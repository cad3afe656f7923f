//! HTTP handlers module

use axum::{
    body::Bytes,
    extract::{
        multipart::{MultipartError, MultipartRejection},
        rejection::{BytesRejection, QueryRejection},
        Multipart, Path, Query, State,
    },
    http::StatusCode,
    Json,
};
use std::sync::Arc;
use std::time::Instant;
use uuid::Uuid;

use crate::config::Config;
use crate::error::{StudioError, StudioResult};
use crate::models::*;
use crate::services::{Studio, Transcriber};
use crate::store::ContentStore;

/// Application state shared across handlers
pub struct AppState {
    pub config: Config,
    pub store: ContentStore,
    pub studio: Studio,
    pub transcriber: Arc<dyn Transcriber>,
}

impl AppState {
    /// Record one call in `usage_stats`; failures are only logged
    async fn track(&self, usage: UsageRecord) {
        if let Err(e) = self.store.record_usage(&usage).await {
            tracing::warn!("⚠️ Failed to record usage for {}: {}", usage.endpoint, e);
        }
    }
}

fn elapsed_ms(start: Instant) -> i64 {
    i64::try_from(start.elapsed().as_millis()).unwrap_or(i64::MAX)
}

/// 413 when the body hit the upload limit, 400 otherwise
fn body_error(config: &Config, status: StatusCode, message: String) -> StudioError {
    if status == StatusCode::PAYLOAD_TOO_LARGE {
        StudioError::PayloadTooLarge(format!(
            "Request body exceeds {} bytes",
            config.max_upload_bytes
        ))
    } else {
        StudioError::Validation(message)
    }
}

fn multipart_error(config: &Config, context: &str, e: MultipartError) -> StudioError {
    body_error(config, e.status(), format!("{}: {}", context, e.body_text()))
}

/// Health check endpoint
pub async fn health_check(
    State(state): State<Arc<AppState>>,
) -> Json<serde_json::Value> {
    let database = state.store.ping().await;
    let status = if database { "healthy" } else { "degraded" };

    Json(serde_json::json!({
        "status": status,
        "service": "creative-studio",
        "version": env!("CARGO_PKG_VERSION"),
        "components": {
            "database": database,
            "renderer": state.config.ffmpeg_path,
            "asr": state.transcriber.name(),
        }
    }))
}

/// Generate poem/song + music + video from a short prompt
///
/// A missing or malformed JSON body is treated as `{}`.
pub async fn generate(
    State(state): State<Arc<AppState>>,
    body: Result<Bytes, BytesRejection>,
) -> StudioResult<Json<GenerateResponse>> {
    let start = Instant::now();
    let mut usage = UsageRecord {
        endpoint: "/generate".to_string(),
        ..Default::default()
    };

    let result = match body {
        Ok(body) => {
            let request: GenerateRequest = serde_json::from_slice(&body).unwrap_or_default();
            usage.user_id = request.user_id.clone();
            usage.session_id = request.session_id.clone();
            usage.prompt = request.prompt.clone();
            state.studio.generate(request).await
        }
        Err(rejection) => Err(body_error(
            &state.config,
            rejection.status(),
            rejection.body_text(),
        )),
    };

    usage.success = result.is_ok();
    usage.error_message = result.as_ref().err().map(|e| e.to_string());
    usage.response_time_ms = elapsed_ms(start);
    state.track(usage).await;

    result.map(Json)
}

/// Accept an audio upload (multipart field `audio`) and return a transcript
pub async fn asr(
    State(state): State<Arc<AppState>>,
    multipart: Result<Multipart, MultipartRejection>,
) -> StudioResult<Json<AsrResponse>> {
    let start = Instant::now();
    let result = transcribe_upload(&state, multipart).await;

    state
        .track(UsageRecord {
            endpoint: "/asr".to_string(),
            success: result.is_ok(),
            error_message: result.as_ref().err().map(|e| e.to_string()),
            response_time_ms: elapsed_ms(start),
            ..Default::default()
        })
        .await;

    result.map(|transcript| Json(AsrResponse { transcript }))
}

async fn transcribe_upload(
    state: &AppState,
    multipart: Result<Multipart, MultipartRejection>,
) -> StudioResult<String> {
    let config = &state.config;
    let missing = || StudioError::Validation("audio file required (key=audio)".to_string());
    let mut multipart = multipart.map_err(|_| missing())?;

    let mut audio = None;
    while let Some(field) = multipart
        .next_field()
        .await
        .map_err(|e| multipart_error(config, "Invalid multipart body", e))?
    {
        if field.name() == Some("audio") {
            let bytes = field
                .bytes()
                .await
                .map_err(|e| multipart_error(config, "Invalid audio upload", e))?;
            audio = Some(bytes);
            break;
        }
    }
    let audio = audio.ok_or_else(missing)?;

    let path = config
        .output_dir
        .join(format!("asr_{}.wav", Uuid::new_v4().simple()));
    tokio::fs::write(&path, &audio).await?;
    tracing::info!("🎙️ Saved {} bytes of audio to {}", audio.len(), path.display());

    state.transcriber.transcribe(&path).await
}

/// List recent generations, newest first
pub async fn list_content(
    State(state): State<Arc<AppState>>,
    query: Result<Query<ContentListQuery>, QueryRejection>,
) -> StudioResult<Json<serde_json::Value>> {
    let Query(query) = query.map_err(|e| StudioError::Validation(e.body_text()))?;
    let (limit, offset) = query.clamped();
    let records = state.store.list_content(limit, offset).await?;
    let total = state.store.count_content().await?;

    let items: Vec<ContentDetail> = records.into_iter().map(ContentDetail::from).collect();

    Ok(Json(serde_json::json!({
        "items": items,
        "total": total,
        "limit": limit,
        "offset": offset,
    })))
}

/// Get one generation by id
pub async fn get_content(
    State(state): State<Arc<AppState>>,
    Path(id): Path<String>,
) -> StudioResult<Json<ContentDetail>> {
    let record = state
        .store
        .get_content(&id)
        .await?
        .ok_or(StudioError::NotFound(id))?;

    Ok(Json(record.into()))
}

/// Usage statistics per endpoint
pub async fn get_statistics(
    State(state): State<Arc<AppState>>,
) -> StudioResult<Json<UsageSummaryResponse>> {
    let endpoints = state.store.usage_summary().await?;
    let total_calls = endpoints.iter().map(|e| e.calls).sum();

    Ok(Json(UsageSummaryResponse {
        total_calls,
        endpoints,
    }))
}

▬▬▬▬▬▬▬▬▬▬

_YOUR OBJECTIVE_
Go through the data above and find the lines with the word "start". Copy each of those lines.

_OUTPUT FOR THIS EXERCISE_
fn elapsed_ms(start: Instant) -> i64 {
    i64::try_from(start.elapsed().as_millis()).unwrap_or(i64::MAX)
    let start = Instant::now();
    usage.response_time_ms = elapsed_ms(start);
    let start = Instant::now();
            response_time_ms: elapsed_ms(start),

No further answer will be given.